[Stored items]

◇ ◇ ◇

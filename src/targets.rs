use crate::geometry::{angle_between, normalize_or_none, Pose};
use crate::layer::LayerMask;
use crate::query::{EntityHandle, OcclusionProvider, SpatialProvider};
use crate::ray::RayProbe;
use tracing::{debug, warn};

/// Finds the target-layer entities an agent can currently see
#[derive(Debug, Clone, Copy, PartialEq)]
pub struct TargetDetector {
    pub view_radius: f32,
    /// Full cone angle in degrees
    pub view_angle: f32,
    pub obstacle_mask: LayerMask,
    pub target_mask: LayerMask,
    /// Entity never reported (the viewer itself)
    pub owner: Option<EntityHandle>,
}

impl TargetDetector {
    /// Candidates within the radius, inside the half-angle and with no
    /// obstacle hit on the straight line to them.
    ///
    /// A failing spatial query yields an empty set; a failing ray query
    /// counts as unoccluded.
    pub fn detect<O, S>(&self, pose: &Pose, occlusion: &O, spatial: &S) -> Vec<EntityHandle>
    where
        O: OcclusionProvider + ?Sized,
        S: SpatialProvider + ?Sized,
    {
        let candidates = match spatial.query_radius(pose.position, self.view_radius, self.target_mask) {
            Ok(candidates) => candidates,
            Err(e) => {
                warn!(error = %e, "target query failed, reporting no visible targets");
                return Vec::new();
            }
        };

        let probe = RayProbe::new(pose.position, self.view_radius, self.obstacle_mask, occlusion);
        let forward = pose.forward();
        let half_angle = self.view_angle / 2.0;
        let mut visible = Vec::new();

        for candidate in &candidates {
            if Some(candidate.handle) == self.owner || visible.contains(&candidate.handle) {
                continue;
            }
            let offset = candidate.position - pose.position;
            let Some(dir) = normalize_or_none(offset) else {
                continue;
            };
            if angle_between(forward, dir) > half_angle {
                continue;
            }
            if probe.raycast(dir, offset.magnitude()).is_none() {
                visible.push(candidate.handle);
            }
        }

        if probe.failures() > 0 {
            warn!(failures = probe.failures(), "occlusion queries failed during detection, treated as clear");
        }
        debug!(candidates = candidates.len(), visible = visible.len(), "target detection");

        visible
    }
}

◇ ◇ ◇

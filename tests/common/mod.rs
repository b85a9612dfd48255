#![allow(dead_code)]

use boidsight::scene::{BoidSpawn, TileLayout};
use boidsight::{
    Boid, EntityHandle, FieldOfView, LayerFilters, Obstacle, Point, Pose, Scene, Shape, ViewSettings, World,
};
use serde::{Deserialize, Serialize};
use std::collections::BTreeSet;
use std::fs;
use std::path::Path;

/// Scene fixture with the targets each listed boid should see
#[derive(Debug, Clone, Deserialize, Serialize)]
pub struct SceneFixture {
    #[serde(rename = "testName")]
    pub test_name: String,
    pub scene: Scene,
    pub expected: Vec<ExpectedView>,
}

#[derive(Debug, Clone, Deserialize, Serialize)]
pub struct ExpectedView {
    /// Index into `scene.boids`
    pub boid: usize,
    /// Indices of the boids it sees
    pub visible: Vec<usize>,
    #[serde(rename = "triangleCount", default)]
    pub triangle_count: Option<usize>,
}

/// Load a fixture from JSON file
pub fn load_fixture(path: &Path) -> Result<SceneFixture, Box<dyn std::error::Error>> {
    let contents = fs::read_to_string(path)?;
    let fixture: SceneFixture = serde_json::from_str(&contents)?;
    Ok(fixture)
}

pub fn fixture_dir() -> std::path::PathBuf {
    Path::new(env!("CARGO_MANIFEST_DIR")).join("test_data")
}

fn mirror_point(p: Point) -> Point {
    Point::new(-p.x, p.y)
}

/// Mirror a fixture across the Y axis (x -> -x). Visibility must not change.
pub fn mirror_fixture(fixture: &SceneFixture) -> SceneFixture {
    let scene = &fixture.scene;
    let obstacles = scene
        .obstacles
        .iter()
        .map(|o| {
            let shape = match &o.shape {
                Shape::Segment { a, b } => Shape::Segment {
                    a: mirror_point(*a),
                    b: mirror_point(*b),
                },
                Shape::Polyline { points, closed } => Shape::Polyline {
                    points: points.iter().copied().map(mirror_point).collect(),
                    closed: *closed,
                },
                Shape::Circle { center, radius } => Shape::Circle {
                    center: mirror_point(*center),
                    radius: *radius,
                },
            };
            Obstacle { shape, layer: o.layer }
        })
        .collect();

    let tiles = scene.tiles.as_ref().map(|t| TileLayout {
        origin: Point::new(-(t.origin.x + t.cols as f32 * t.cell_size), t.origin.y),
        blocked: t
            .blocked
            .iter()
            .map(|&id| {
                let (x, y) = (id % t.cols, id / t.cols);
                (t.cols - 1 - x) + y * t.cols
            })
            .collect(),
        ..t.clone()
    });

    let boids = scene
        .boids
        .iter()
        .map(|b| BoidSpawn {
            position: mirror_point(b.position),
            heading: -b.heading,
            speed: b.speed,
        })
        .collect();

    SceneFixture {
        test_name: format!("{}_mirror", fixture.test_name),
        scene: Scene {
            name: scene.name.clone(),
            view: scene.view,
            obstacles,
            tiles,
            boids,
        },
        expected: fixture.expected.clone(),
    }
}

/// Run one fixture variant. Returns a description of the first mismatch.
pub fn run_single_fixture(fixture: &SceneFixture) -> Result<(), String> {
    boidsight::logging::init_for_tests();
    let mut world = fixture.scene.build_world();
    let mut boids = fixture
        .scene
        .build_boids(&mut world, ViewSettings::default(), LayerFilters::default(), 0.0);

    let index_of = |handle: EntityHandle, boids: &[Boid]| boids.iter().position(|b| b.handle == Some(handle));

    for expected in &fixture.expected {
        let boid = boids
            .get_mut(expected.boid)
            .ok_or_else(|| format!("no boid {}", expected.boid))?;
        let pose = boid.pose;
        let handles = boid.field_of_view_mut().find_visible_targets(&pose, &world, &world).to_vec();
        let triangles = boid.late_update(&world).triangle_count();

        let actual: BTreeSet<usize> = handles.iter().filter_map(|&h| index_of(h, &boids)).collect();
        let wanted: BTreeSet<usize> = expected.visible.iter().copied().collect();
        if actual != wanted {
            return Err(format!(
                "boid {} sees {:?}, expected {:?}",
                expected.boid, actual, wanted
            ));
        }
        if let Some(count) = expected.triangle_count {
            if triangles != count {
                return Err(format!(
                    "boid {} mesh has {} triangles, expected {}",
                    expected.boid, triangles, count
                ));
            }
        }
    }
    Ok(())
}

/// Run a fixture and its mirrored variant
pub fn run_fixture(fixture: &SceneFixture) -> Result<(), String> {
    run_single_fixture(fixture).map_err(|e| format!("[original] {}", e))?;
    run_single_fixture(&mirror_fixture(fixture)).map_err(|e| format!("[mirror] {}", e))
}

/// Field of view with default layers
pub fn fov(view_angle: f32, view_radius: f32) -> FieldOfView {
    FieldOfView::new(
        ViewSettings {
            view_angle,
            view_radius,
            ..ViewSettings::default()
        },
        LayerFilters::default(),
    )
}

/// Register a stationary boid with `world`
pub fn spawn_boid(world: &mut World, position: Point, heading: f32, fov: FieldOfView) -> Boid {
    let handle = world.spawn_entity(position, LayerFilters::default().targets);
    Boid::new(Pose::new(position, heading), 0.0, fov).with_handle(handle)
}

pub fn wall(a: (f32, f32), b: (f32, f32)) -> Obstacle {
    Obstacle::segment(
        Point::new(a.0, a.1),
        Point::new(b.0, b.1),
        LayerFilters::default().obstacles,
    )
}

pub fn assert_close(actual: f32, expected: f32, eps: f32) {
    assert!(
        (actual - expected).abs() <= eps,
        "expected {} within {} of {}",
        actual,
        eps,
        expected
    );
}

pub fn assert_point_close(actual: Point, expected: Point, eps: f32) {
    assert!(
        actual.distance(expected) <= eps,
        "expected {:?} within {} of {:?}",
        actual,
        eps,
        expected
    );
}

◇ ◇ ◇

# PROBLEM
What this exercise asks for is every line of the data above with the word "center".

# OUTPUT FOR THIS EXERCISE
                Shape::Circle { center, radius } => Shape::Circle {
                    center: mirror_point(*center),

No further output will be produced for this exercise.